Altering the DNA of disease-causing viruses can lead to the creation of safer, better vaccines.
Scientists can cut out the offending gene from a DNA sequence to cripple a virus so it cannot replicate or cause disease, said Lorne Babiuk, vice-president of research at the University of Alberta.
The result is a bioengineered vaccine made from this altered virus.
“These vaccines are safer and possibly more effective than conventional vaccines. They can offer broader spectrum immunity and they can’t revert back to virulence,” he said at the Agricultural Biotechnology International Conference held in Calgary Sept. 15-18.
“I am a firm believer that genomics will produce healthier animals, which will result in healthier people and improved economics, and more importantly, will secure a more stable environment to feed the world.”
Babiuk, an internationally recognized scientist in vaccine development, was part of a research team that created the first genetically modified vaccine for protection against a form of bovine respiratory disease. For many years he headed the Vaccine and Infectious Disease Organization in Saskatoon.
Babiuk predicted that most future vaccines will be engineered, and the public will probably more readily accept that form of genetic alteration, provided they are better educated on what the science is doing and why it is beneficial.
“We have been fantastic at technical innovations, and we have also been partially successful at business innovations … but I think we have been abysmal in social innovation.”
He said the public also needs to know how targeted this work has become.
In the early days of vaccine development, scientists did not know which gene was responsible for disease. Today, they can identify specific genes for removal or replacement along the gene sequence.

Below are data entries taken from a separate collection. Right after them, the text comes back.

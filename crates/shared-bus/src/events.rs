//! # Host Events
//!
//! Defines every event that flows through the shared bus, the topics they
//! map to, and the subscription filter.
//!
//! Topic names and payload field names are the versioned cross-module
//! contract (`PROTOCOL_VERSION`): remote modules built against them must
//! keep working across host releases. `HostEvent::payload` produces exactly
//! the wire shape a module observes.

use serde::{Deserialize, Serialize};
use serde_json::{json, Value};
use shared_types::{HealthRecord, Identity, PerformanceMetrics};

/// All events that can be published to the bus.
#[derive(Debug, Clone, PartialEq, Serialize, Deserialize)]
pub enum HostEvent {
    /// The active identity changed.
    /// Source: Session Manager.
    AuthChanged {
        /// The new identity; `None` after sign-out.
        user: Option<Identity>,
        /// Which transition produced this event.
        #[serde(rename = "type")]
        kind: AuthTransition,
    },

    /// A shared-store entry was replaced.
    /// Source: Shared Data Store.
    StateChanged {
        /// The entry key.
        key: String,
        /// The full new value; `null` when the entry was removed.
        value: Value,
    },

    /// A route transition was initiated.
    /// Source: Navigation Bridge. Published after the underlying navigation
    /// primitive has been invoked, never before.
    Navigated {
        /// Target path.
        path: String,
        /// Transition kind; `back` transitions are never published.
        #[serde(rename = "type")]
        kind: NavigationKind,
    },

    /// A remote module faulted inside its isolation boundary.
    /// Source: Isolation Boundary.
    RemoteFaulted {
        /// The faulted module's name.
        name: String,
        /// The failure message.
        error: String,
        /// Where the failure was contained.
        #[serde(rename = "errorInfo")]
        error_info: String,
    },

    /// Page load timing was sampled.
    /// Source: Performance sampler, once per page load.
    PerformanceSampled {
        /// The sampled application's name.
        #[serde(rename = "appName")]
        app_name: String,
        /// The measurements.
        metrics: PerformanceMetrics,
    },

    /// A liveness probe cycle refreshed one target's record.
    /// Source: Health Monitor.
    HealthChanged(HealthRecord),
}

impl HostEvent {
    /// Get the topic for this event (for filtering).
    #[must_use]
    pub fn topic(&self) -> EventTopic {
        match self {
            Self::AuthChanged { .. } => EventTopic::AuthChange,
            Self::StateChanged { .. } => EventTopic::StateChange,
            Self::Navigated { .. } => EventTopic::Navigation,
            Self::RemoteFaulted { .. } => EventTopic::RemoteError,
            Self::PerformanceSampled { .. } => EventTopic::Performance,
            Self::HealthChanged(_) => EventTopic::Health,
        }
    }

    /// The wire-contract payload, without the enum wrapper.
    ///
    /// This is the exact JSON shape a cross-module listener observes for the
    /// event's topic.
    #[must_use]
    pub fn payload(&self) -> Value {
        match self {
            Self::AuthChanged { user, kind } => json!({ "user": user, "type": kind }),
            Self::StateChanged { key, value } => json!({ "key": key, "value": value }),
            Self::Navigated { path, kind } => json!({ "path": path, "type": kind }),
            Self::RemoteFaulted {
                name,
                error,
                error_info,
            } => json!({ "name": name, "error": error, "errorInfo": error_info }),
            Self::PerformanceSampled { app_name, metrics } => {
                json!({ "appName": app_name, "metrics": metrics })
            }
            Self::HealthChanged(record) => json!(record),
        }
    }
}

/// Which session transition produced an `auth-change` event.
#[derive(Debug, Clone, Copy, PartialEq, Eq, Serialize, Deserialize)]
#[serde(rename_all = "lowercase")]
pub enum AuthTransition {
    /// Successful sign-in.
    Login,
    /// Sign-out; the payload carries no user.
    Logout,
    /// Successful sign-up.
    Signup,
}

/// Kind of a route transition.
#[derive(Debug, Clone, Copy, PartialEq, Eq, Serialize, Deserialize)]
#[serde(rename_all = "lowercase")]
pub enum NavigationKind {
    /// A new history entry.
    Push,
    /// Replacement of the current entry.
    Replace,
    /// Backward navigation. Part of the data model; the bridge never
    /// publishes it (no deterministic target path is known up front).
    Back,
}

/// Event topics for subscription filtering.
///
/// `as_str` values are the wire-level topic names.
#[derive(Debug, Clone, Copy, PartialEq, Eq, Hash, Serialize, Deserialize)]
#[serde(rename_all = "kebab-case")]
pub enum EventTopic {
    /// Session Manager events.
    AuthChange,
    /// Shared Data Store events.
    StateChange,
    /// Navigation Bridge events.
    Navigation,
    /// Isolation Boundary events.
    RemoteError,
    /// Performance sampler events.
    Performance,
    /// Health Monitor events.
    Health,
}

impl EventTopic {
    /// The wire-level topic name.
    #[must_use]
    pub fn as_str(&self) -> &'static str {
        match self {
            Self::AuthChange => "auth-change",
            Self::StateChange => "state-change",
            Self::Navigation => "navigation",
            Self::RemoteError => "remote-error",
            Self::Performance => "performance",
            Self::Health => "health",
        }
    }
}

impl std::fmt::Display for EventTopic {
    fn fmt(&self, f: &mut std::fmt::Formatter<'_>) -> std::fmt::Result {
        f.write_str(self.as_str())
    }
}

/// Filter for subscribing to specific events.
#[derive(Debug, Clone, Default)]
pub struct EventFilter {
    /// Topics to include. Empty means all topics.
    pub topics: Vec<EventTopic>,
}

impl EventFilter {
    /// Create a filter that accepts all events.
    #[must_use]
    pub fn all() -> Self {
        Self::default()
    }

    /// Create a filter for specific topics.
    #[must_use]
    pub fn topics(topics: Vec<EventTopic>) -> Self {
        Self { topics }
    }

    /// Create a filter for a single topic.
    #[must_use]
    pub fn topic(topic: EventTopic) -> Self {
        Self {
            topics: vec![topic],
        }
    }

    /// Check if an event matches this filter.
    #[must_use]
    pub fn matches(&self, event: &HostEvent) -> bool {
        self.topics.is_empty() || self.topics.contains(&event.topic())
    }
}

For example, lumpy skin disease is a major problem in sheep and goats in Africa. Removing the IL10 gene from the lumpy skin virus can create a better vaccine to provide protection against this condition.
In addition, scientists can insert other genes to the lumpy skin genome to protect against Rift Valley fever, a mosquito borne disease that affects most domestic animals in Africa.
Countries that want to eradicate diseases with these new style vaccines can show that an animal was vaccinated and is not a carrier. That way, trade is not blocked for health reasons.
Genomic analysis could also be used to select animals that are more robust with better immune systems or the ability to respond better to treatment.
Scientists know that animals and people respond differently to treatments with some being high or low responders. If they can figure out why this happens, more individualized medicine could be offered so patients receive the correct treatment.